In the late 1990s, a new approach was developed combining census data and household
budget survey results to generate poverty estimates for small areas such as districts, allowing
the construction of “poverty maps.” A1998 IFPRI study in Vietnam was one of the first to experiment
with this approach. A similar method was concurrently developed and subsequently
refined by researchers at the World Bank. Poverty mapping studies have now been carried out
in more than a dozen countries. This is an example of how an international public good can
evolve from a set of specific country studies by the broader research community.
This report uses data from the 1998 Vietnam Living Standards Survey and the 1999 Population
Census to estimate various measures of poverty and inequality for 614 districts in Vietnam.
The results confirm conventional wisdom regarding high rates of poverty in the upland
areas, low rates in urban areas, and intermediate rates in the irrigated lowland areas. But the
results also offer some surprises, such as the fact that most poor people in Vietnam do not live
in the poorest areas.
The study goes a step beyond standard poverty-mapping analysis by investigating the geographic
determinants of district-level poverty rates. Distance to cities, soil type, and topography
are significant predictors of local poverty rates. Surprisingly, proximity to small district
centers is a stronger predictor of poverty than distance to large cities or distance to roads.
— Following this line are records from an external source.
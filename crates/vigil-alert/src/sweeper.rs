use crate::store::AlertStore;
use chrono::{DateTime, Utc};
use std::sync::Arc;
use std::time::Duration;
use tokio::sync::broadcast;
use tokio::time::MissedTickBehavior;

/// Purges resolved alerts once they are older than the retention period.
pub struct RetentionSweeper {
    alerts: Arc<AlertStore>,
    retention: chrono::Duration,
    interval: Duration,
}

impl RetentionSweeper {
    pub fn new(alerts: Arc<AlertStore>, retention: chrono::Duration, interval: Duration) -> Self {
        Self {
            alerts,
            retention,
            interval,
        }
    }

    pub fn sweep(&self) -> usize {
        self.sweep_at(Utc::now())
    }

    pub fn sweep_at(&self, now: DateTime<Utc>) -> usize {
        let Some(cutoff) = now.checked_sub_signed(self.retention) else {
            return 0;
        };
        let removed = self.alerts.purge_resolved_before(cutoff);
        if removed > 0 {
            tracing::info!(removed, "Purged expired resolved alerts");
        }
        removed
    }

    pub async fn run(self, mut shutdown: broadcast::Receiver<()>) {
        let mut ticker = tokio::time::interval(self.interval);
        ticker.set_missed_tick_behavior(MissedTickBehavior::Skip);
        // The first tick completes immediately; nothing can be expired at startup.
        ticker.tick().await;

        loop {
            tokio::select! {
                _ = ticker.tick() => {
                    self.sweep();
                }
                _ = shutdown.recv() => {
                    tracing::info!("Retention sweeper stopped");
                    break;
                }
            }
        }
    }
}
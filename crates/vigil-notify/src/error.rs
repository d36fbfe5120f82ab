/// Errors raised while configuring or administering notification delivery.
///
/// Transport failures inside a [`crate::NotificationChannel`] stay
/// `anyhow::Error`; they are wrapped here once the manager gives up on a
/// delivery.
///
/// # Examples
///
/// ```rust
/// use vigil_notify::error::NotifyError;
///
/// let err = NotifyError::InvalidConfig("missing routing_key".to_string());
/// assert!(err.to_string().contains("routing_key"));
/// ```
#[derive(Debug, thiserror::Error)]
pub enum NotifyError {
    /// Channel, policy or silence configuration is missing a required field
    /// or contains an invalid value.
    #[error("Notify: invalid configuration: {0}")]
    InvalidConfig(String),

    /// The channel type is not registered in the plugin registry.
    #[error("Notify: unknown channel type '{0}'")]
    UnknownChannelType(String),

    /// Two configured channels share an ID.
    #[error("Notify: duplicate channel id '{0}'")]
    DuplicateChannel(String),

    #[error("Notify: HTTP request failed: {0}")]
    HttpError(#[from] reqwest::Error),

    #[error("Notify: JSON error: {0}")]
    JsonError(#[from] serde_json::Error),

    /// The external API returned a non-success response.
    #[error("Notify: API error from {service}: status={status}, body={body}")]
    ApiError {
        service: String,
        status: u16,
        body: String,
    },

    /// Every attempt for a channel failed or timed out.
    #[error("Notify: delivery through '{channel}' failed after {attempts} attempt(s): {reason}")]
    DeliveryFailed {
        channel: String,
        attempts: u32,
        reason: String,
    },

    #[error("Notify: silence '{0}' not found")]
    SilenceNotFound(String),
}

/// Convenience `Result` alias for notification operations.
pub type Result<T> = std::result::Result<T, NotifyError>;
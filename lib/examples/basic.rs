/// Basic example: convert a synthetic scene to ASCII text
///
/// Draws a gray background, a white disc with a black rim and a diagonal
/// bar, then prints it with and without edge strokes.
use glyphcast::{ConvertConfig, Converter};
use image::{DynamicImage, Rgba, RgbaImage};

fn main() {
    println!("glyphcast - Basic Example");
    println!("=========================\n");

    let width = 240;
    let height = 160;
    let mut img = RgbaImage::from_pixel(width, height, Rgba([100, 100, 100, 255]));

    // White disc with a black rim
    let center_x = width as f32 / 2.0;
    let center_y = height as f32 / 2.0;
    let radius = 55.0;

    for (x, y, pixel) in img.enumerate_pixels_mut() {
        let dx = x as f32 - center_x;
        let dy = y as f32 - center_y;
        let dist = (dx * dx + dy * dy).sqrt();

        if dist < radius {
            *pixel = Rgba([255, 255, 255, 255]);
        } else if (dist - radius).abs() < 5.0 {
            *pixel = Rgba([0, 0, 0, 255]);
        }
    }

    // Diagonal bar
    for i in 0..height {
        for t in 0..4 {
            img.put_pixel(i + t, i, Rgba([20, 20, 20, 255]));
        }
    }

    let image = DynamicImage::ImageRgba8(img);
    let converter = Converter::default();

    for edge_detection in [true, false] {
        let config = ConvertConfig::default()
            .with_width(72)
            .with_char_set("standard")
            .with_edge_detection(edge_detection);

        println!("edge detection: {edge_detection}");
        match converter.convert(&image, &config) {
            Ok(text) => println!("{text}"),
            Err(e) => eprintln!("conversion failed: {e}"),
        }
    }
}
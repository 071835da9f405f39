use crate::error::{ConvertError, Result};
use crate::lut::DEFAULT_PALETTE;

/// Largest accepted supersampling factor
pub const MAX_SAMPLING_FACTOR: u32 = 16;

/// Configuration for a single image to text conversion
#[derive(Debug, Clone, PartialEq)]
pub struct ConvertConfig {
    /// Output grid
    pub width: u32,              // columns, default 80
    pub char_set: String,        // palette name, default "enhanced"

    /// Supersampling
    pub sampling_factor: u32,    // 1-16, default 3

    /// Edge detection
    pub edge_detection: bool,    // default true
    pub edge_threshold: u32,     // Sobel magnitude cutoff, default 50

    /// Reject unknown palette names instead of falling back
    pub strict_palette: bool,    // default false
}

impl Default for ConvertConfig {
    fn default() -> Self {
        Self {
            // Output grid
            width: 80,
            char_set: DEFAULT_PALETTE.to_string(),

            // Supersampling
            sampling_factor: 3,

            // Edge detection
            edge_detection: true,
            edge_threshold: 50,

            strict_palette: false,
        }
    }
}

impl ConvertConfig {
    pub fn with_width(mut self, width: u32) -> Self {
        self.width = width;
        self
    }

    pub fn with_char_set(mut self, char_set: impl Into<String>) -> Self {
        self.char_set = char_set.into();
        self
    }

    pub fn with_sampling_factor(mut self, sampling_factor: u32) -> Self {
        self.sampling_factor = sampling_factor;
        self
    }

    pub fn with_edge_detection(mut self, enabled: bool) -> Self {
        self.edge_detection = enabled;
        self
    }

    pub fn with_edge_threshold(mut self, threshold: u32) -> Self {
        self.edge_threshold = threshold;
        self
    }

    pub fn with_strict_palette(mut self, strict: bool) -> Self {
        self.strict_palette = strict;
        self
    }

    /// Validates the configuration parameters
    ///
    /// The palette name is not checked here; lookup happens against the
    /// converter's registry.
    pub fn validate(&self) -> Result<()> {
        if self.width == 0 {
            return Err(ConvertError::InvalidDimensions {
                width: self.width,
                height: 0,
            });
        }
        if self.sampling_factor == 0 || self.sampling_factor > MAX_SAMPLING_FACTOR {
            return Err(ConvertError::InvalidSamplingFactor(self.sampling_factor));
        }
        Ok(())
    }
}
Thus, rural-urban linkages at a local level matter a great deal for poverty reduction.
At the national level, this report provides valuable information for more precise geographic
targeting of poverty assistance in Vietnam, and also offers insights into the geographic factors
that contribute to rural poverty. Statistical authorities in Vietnam are now experimenting with
variants of this method for use in poverty monitoring.
The study demonstrates the rewards that come from combining survey data, census data,
and geographic data to focus on the challenge of reducing rural poverty. IFPRI continues to
pursue this line of research, having recently carried out poverty-mapping analyses for Mozambique,
Malawi, and Zambia.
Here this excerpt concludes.